(Records drawn from a dataset)
────────

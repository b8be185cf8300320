// stance_core/src/types.rs

use nalgebra::{DVector, Vector3};
use std::fmt;

/// The flat state vector `x` of the filter.
pub type State = DVector<f64>;

// --- Identifiers ---
// Plain indices. Bodies and joints index into the kinematic tree, sensors and
// blocks into the estimator's insertion-ordered registries.

/// Identifies a rigid body of the kinematic tree.
#[derive(Debug, Clone, Copy, PartialEq, Eq, Hash, PartialOrd, Ord)]
pub struct BodyId(pub usize);

/// Identifies a one-DOF joint of the kinematic tree.
#[derive(Debug, Clone, Copy, PartialEq, Eq, Hash, PartialOrd, Ord)]
pub struct JointId(pub usize);

/// Identifies a configured sensor, in registration order.
#[derive(Debug, Clone, Copy, PartialEq, Eq, Hash, PartialOrd, Ord)]
pub struct SensorId(pub usize);

/// Identifies a state block inside a `StateLayout`.
#[derive(Debug, Clone, Copy, PartialEq, Eq, Hash, PartialOrd, Ord)]
pub struct BlockId(pub usize);

impl fmt::Display for BodyId {
    fn fmt(&self, f: &mut fmt::Formatter<'_>) -> fmt::Result {
        write!(f, "body#{}", self.0)
    }
}

impl fmt::Display for JointId {
    fn fmt(&self, f: &mut fmt::Formatter<'_>) -> fmt::Result {
        write!(f, "joint#{}", self.0)
    }
}

impl fmt::Display for BlockId {
    fn fmt(&self, f: &mut fmt::Formatter<'_>) -> fmt::Result {
        write!(f, "block#{}", self.0)
    }
}

// =========================================================================
// == Motion Value Types ==
// =========================================================================

/// Angular and linear velocity of one body relative to another.
///
/// `linear` is the velocity of the body's origin. Both parts are expressed in
/// whichever frame the producing query documents.
#[derive(Debug, Clone, Copy, PartialEq, Default)]
pub struct Twist {
    pub angular: Vector3<f64>,
    pub linear: Vector3<f64>,
}

impl Twist {
    pub fn new(angular: Vector3<f64>, linear: Vector3<f64>) -> Self {
        Self { angular, linear }
    }
}

/// Angular acceleration plus the classical (not spatial) acceleration of the
/// body's origin.
#[derive(Debug, Clone, Copy, PartialEq, Default)]
pub struct SpatialAcceleration {
    pub angular: Vector3<f64>,
    pub linear: Vector3<f64>,
}

impl SpatialAcceleration {
    pub fn new(angular: Vector3<f64>, linear: Vector3<f64>) -> Self {
        Self { angular, linear }
    }
}

/// Position, velocity and acceleration of a point, all in one frame.
#[derive(Debug, Clone, Copy, PartialEq, Default)]
pub struct PointMotion {
    pub position: Vector3<f64>,
    pub velocity: Vector3<f64>,
    pub acceleration: Vector3<f64>,
}

impl std::ops::Sub for PointMotion {
    type Output = PointMotion;

    fn sub(self, rhs: PointMotion) -> PointMotion {
        PointMotion {
            position: self.position - rhs.position,
            velocity: self.velocity - rhs.velocity,
            acceleration: self.acceleration - rhs.acceleration,
        }
    }
}

/// Position, velocity and acceleration of a one-DOF joint.
#[derive(Debug, Clone, Copy, PartialEq, Default)]
pub struct JointState {
    pub position: f64,
    pub velocity: f64,
    pub acceleration: f64,
}

impl JointState {
    pub fn new(position: f64, velocity: f64, acceleration: f64) -> Self {
        Self {
            position,
            velocity,
            acceleration,
        }
    }

    pub fn is_finite(&self) -> bool {
        self.position.is_finite() && self.velocity.is_finite() && self.acceleration.is_finite()
    }
}
// stance_core/src/models/process/bias.rs

use super::{ElementLinearization, ProcessModelElement, TimeDomain};
use crate::config::NoiseCovariance;
use crate::messages::ProcessInputs;
use crate::state::GlobalState;
use crate::types::BlockId;

/// A random-walk sensor offset: `b_dot = w`.
#[derive(Debug, Clone, PartialEq)]
pub struct SensorBiasElement {
    pub block: BlockId,
    pub noise: NoiseCovariance,
}

impl SensorBiasElement {
    pub fn new(block: BlockId, noise: NoiseCovariance) -> Self {
        Self { block, noise }
    }
}

impl ProcessModelElement for SensorBiasElement {
    fn block(&self) -> BlockId {
        self.block
    }

    fn time_domain(&self) -> TimeDomain {
        TimeDomain::Continuous
    }

    fn dependencies(&self) -> Vec<BlockId> {
        Vec::new()
    }

    fn linearize(&self, _state: &GlobalState) -> ElementLinearization {
        ElementLinearization {
            state: Vec::new(),
            input: Vec::new(),
            noise: Some(*self.noise.matrix()),
        }
    }

    fn propagate(&self, prior: &GlobalState, _inputs: &ProcessInputs, _dt: f64, posterior: &mut GlobalState) {
        posterior.set_vector3(self.block, &prior.vector3(self.block));
    }
}
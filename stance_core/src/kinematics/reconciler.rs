// stance_core/src/kinematics/reconciler.rs

use nalgebra::{Isometry3, Translation3, Vector3};

use super::KinematicTree;
use crate::error::{EstimationError, KinematicsError};
use crate::estimation::PostStateChange;
use crate::messages::JointReading;
use crate::state::GlobalState;
use crate::types::{BlockId, BodyId, SpatialAcceleration, Twist};

/// The state blocks the root pass reads. Missing acceleration blocks are
/// treated as zero.
#[derive(Debug, Clone, Copy, PartialEq)]
pub struct EstimateBlocks {
    pub orientation: BlockId,
    pub angular_velocity: BlockId,
    pub angular_acceleration: Option<BlockId>,
    pub com_position: BlockId,
    pub com_velocity: BlockId,
    pub com_acceleration: Option<BlockId>,
}

/// Keeps the kinematic tree consistent with the joint sensors and with the
/// floating-base estimate.
#[derive(Debug, Clone)]
pub struct KinematicReconciler {
    estimation_body: BodyId,
    blocks: EstimateBlocks,
}

impl KinematicReconciler {
    pub fn new(estimation_body: BodyId, blocks: EstimateBlocks) -> Self {
        Self {
            estimation_body,
            blocks,
        }
    }

    pub fn estimation_body(&self) -> BodyId {
        self.estimation_body
    }

    /// Copies joint samples into the tree and recomputes all frames.
    pub fn joint_pass(&self, tree: &mut dyn KinematicTree, joints: &[JointReading]) -> Result<(), KinematicsError> {
        joint_pass(tree, joints)
    }

    /// Solves for the root pose, twist and acceleration that make the
    /// estimation body and center of mass match the estimate, then recomputes
    /// all frames.
    ///
    /// Must run after the joint pass of the same tick: every relative term
    /// below depends on the current joint velocities.
    pub fn root_pass(&self, state: &GlobalState, tree: &mut dyn KinematicTree) -> Result<(), KinematicsError> {
        let root = tree.root_body();
        let b = &self.blocks;

        let rotation = state.orientation(b.orientation);
        let omega = state.vector3(b.angular_velocity);
        let alpha = b.angular_acceleration.map_or_else(Vector3::zeros, |id| state.vector3(id));
        let com_position = state.vector3(b.com_position);
        let com_velocity = state.vector3(b.com_velocity);
        let com_acceleration = b.com_acceleration.map_or_else(Vector3::zeros, |id| state.vector3(id));

        // Estimation body relative to the root, in root coordinates.
        let root_to_estimation = tree.relative_pose(root, self.estimation_body)?;
        let estimation_twist = tree.relative_twist(root, self.estimation_body)?;
        let estimation_acceleration = tree.relative_acceleration(root, self.estimation_body)?;
        // Center of mass relative to the root, in root coordinates.
        let com = tree.center_of_mass(root)?;

        // --- Pose ---
        // Composed rotations drift off unit norm; the root must not inherit it.
        let mut root_rotation = rotation * root_to_estimation.rotation.inverse();
        root_rotation.renormalize();
        let root_position = com_position - root_rotation * com.position;
        let root_pose = Isometry3::from_parts(Translation3::from(root_position), root_rotation);

        // --- Twist, in root coordinates ---
        let omega_root = root_to_estimation.rotation * omega - estimation_twist.angular;
        let world_to_root = root_rotation.inverse();
        let v_root = world_to_root * com_velocity - omega_root.cross(&com.position) - com.velocity;

        // --- Acceleration, in root coordinates ---
        let alpha_root = root_to_estimation.rotation * alpha
            - omega_root.cross(&estimation_twist.angular)
            - estimation_acceleration.angular;
        let a_root = world_to_root * com_acceleration
            - alpha_root.cross(&com.position)
            - omega_root.cross(&omega_root.cross(&com.position))
            - 2.0 * omega_root.cross(&com.velocity)
            - com.acceleration;

        tree.set_root_pose(root_pose);
        tree.set_root_twist(Twist::new(omega_root, v_root));
        tree.set_root_acceleration(SpatialAcceleration::new(alpha_root, a_root));
        tree.update_frames();
        Ok(())
    }
}

/// Copies joint samples into the tree and recomputes all frames. The root is
/// left where it is.
pub fn joint_pass(tree: &mut dyn KinematicTree, joints: &[JointReading]) -> Result<(), KinematicsError> {
    for reading in joints {
        tree.set_joint_state(reading.joint, reading.state)?;
    }
    tree.update_frames();
    Ok(())
}

impl PostStateChange for KinematicReconciler {
    fn on_state_change(&mut self, state: &GlobalState, tree: &mut dyn KinematicTree) -> Result<(), EstimationError> {
        self.root_pass(state, tree)?;
        Ok(())
    }
}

────────

For every line above that includes the string "inverse", copy the line.

SOLUTION FOR THIS EXERCISE —
        let mut root_rotation = rotation * root_to_estimation.rotation.inverse();
        let world_to_root = root_rotation.inverse();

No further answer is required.